Here is an example of complex type declarations:
```hocon
schema {
fields {
c_decimal = "decimal(10, 2)"
c_array = "array<int>"
c_row = {
c_int = int
c_string = string
c_row = {
c_int = int
}
}
# Hocon style declare row type in generic type
map0 = "map<string, {c_int = int, c_string = string, c_row = {c_int = int}}>"

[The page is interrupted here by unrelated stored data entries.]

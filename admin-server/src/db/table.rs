//! In-memory table
//!
//! The repository primitive behind every collection: an owned map keyed by
//! id. Listing is deterministic (creation time, then id) so repeated reads
//! over the same data return identical sequences.

use std::collections::HashMap;

use chrono::{DateTime, Utc};

/// Row stored in a [`Table`]
pub trait Entity {
    fn id(&self) -> &str;
    fn created_at(&self) -> DateTime<Utc>;
}

/// Id-keyed in-memory collection
#[derive(Debug, Clone)]
pub struct Table<T> {
    rows: HashMap<String, T>,
}

impl<T> Default for Table<T> {
    fn default() -> Self {
        Self {
            rows: HashMap::new(),
        }
    }
}

impl<T: Entity + Clone> Table<T> {
    pub fn new() -> Self {
        Self {
            rows: HashMap::new(),
        }
    }

    pub fn len(&self) -> usize {
        self.rows.len()
    }

    pub fn is_empty(&self) -> bool {
        self.rows.is_empty()
    }

    pub fn contains(&self, id: &str) -> bool {
        self.rows.contains_key(id)
    }

    pub fn get(&self, id: &str) -> Option<&T> {
        self.rows.get(id)
    }

    pub fn get_mut(&mut self, id: &str) -> Option<&mut T> {
        self.rows.get_mut(id)
    }

    /// Insert a row under its own id, replacing any previous row
    pub fn insert(&mut self, row: T) {
        self.rows.insert(row.id().to_string(), row);
    }

    pub fn remove(&mut self, id: &str) -> Option<T> {
        self.rows.remove(id)
    }

    /// Unordered row iterator (counting, filtering)
    pub fn values(&self) -> impl Iterator<Item = &T> {
        self.rows.values()
    }

    /// Unordered mutable row iterator (propagation fan-out)
    pub fn values_mut(&mut self) -> impl Iterator<Item = &mut T> {
        self.rows.values_mut()
    }

    /// Cloned rows ordered by creation time, then id
    pub fn list(&self) -> Vec<T> {
        let mut rows: Vec<T> = self.rows.values().cloned().collect();
        rows.sort_by(|a, b| {
            a.created_at()
                .cmp(&b.created_at())
                .then_with(|| a.id().cmp(b.id()))
        });
        rows
    }
}

#[cfg(test)]
mod tests {
    use super::*;
    use chrono::TimeZone;

    #[derive(Debug, Clone, PartialEq)]
    struct Row {
        id: String,
        created_at: DateTime<Utc>,
    }

    impl Entity for Row {
        fn id(&self) -> &str {
            &self.id
        }
        fn created_at(&self) -> DateTime<Utc> {
            self.created_at
        }
    }

    fn row(id: &str, secs: i64) -> Row {
        Row {
            id: id.to_string(),
            created_at: Utc.timestamp_opt(secs, 0).unwrap(),
        }
    }

    #[test]
    fn test_crud() {
        let mut table = Table::new();
        table.insert(row("a", 1));
        assert!(table.contains("a"));
        assert_eq!(table.len(), 1);

        table.get_mut("a").unwrap().created_at = Utc.timestamp_opt(5, 0).unwrap();
        assert_eq!(table.get("a").unwrap().created_at.timestamp(), 5);

        assert!(table.remove("a").is_some());
        assert!(table.is_empty());
        assert!(table.remove("a").is_none());
    }

    #[test]
    fn test_list_is_deterministic() {
        let mut table = Table::new();
        table.insert(row("b", 2));
        table.insert(row("c", 1));
        table.insert(row("a", 2));

        let rows = table.list();
        let ids: Vec<&str> = rows.iter().map(|r| r.id.as_str()).collect();
        // ordered by created_at, ties broken by id
        assert_eq!(ids, vec!["c", "a", "b"]);
        assert_eq!(table.list(), table.list());
    }
}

# Json style declare row type in generic type
map1 = "map<string, {\"c_int\":\"int\", \"c_string\":\"string\", \"c_row\":{\"c_int\":\"int\"}}>"
}
}
```
### PrimaryKey
Primary key is a config used to define the primary key in schema, it contains name, columns field.
```
primaryKey {
name = id
columns = [id]
}
```
| Field | Required | Default Value | Description |
|:--------|:---------|:--------------|-----------------------------------|
| name | Yes | - | The name of the primaryKey |
| columns | Yes | - | The column list in the primaryKey |
### ConstraintKeys
Constraint keys is a list of config used to define the constraint keys in schema, it contains constraintName, constraintType, constraintColumns field.
```
constraintKeys = [
{
constraintName = "id_index"
constraintType = KEY
constraintColumns = [
{
columnName = "id"
sortType = ASC
}
]
},
]
```
| Field | Required | Default Value | Description |
|:------------------|:---------|:--------------|-------------------------------------------------------------------------------------------------------------------------------------------|
| constraintName | Yes | - | The name of the constraintKey |
| constraintType | No | KEY | The type of the constraintKey |
| constraintColumns | Yes | - | The column list in the primaryKey, each column should contains constraintType and sortType, sortType support ASC and DESC, default is ASC |
#### What constraintType supported at now
| ConstraintType | Description |
|:---------------|:------------|
| INDEX_KEY | key |
| UNIQUE_KEY | unique key |
## Multi table schemas
```
tables_configs = [
{
schema {
table = "database.schema.table1"
schema_first = false
comment = "comment"
columns = [
...
]
primaryKey {
...
}
constraintKeys {
...
}
}
},
{
schema = {
table = "database.schema.table2"
schema_first = false
comment = "comment"
columns = [
...
]
primaryKey {
...
}
constraintKeys {
...
}
}
}
]
```
## How to use schema
### Recommended
```
source {
FakeSource {
parallelism = 2
plugin_output = "fake"
row.num = 16
schema {
table = "FakeDatabase.FakeTable"
columns = [
{
name = id
type = bigint
nullable = false
defaultValue = 0
comment = "primary key id"
},
{
name = name
type = "string"
nullable = true
comment = "name"
},
{
name = age
type = int
nullable = true
comment = "age"
}
]
primaryKey {
name = "id"
columnNames = [id]
}
constraintKeys = [
{
constraintName = "unique_name"
constraintType = UNIQUE_KEY
constraintColumns = [
{
columnName = "name"
sortType = ASC
}
]
},
]
}
}
}
```
### Deprecated
If you only need to define the column, you can use fields to define the column, this is a simple way but will be remove in the future.
```
source {
FakeSource {
parallelism = 2
plugin_output = "fake"
row.num = 16
schema = {
fields {
id = bigint
c_map = "map<string, smallint>"
c_array = "array<tinyint>"
c_string = string
c_boolean = boolean
c_tinyint = tinyint
c_smallint = smallint
c_int = int
c_bigint = bigint
c_float = float
c_double = double
c_decimal = "decimal(2, 1)"
c_bytes = bytes
c_date = date
c_timestamp = timestamp
}
}
}
}
```
## When we should use it or not
If there is a `schema` configuration project in Options,the connector can then customize the schema. Like `Fake` `Pulsar` `Http` source connector etc.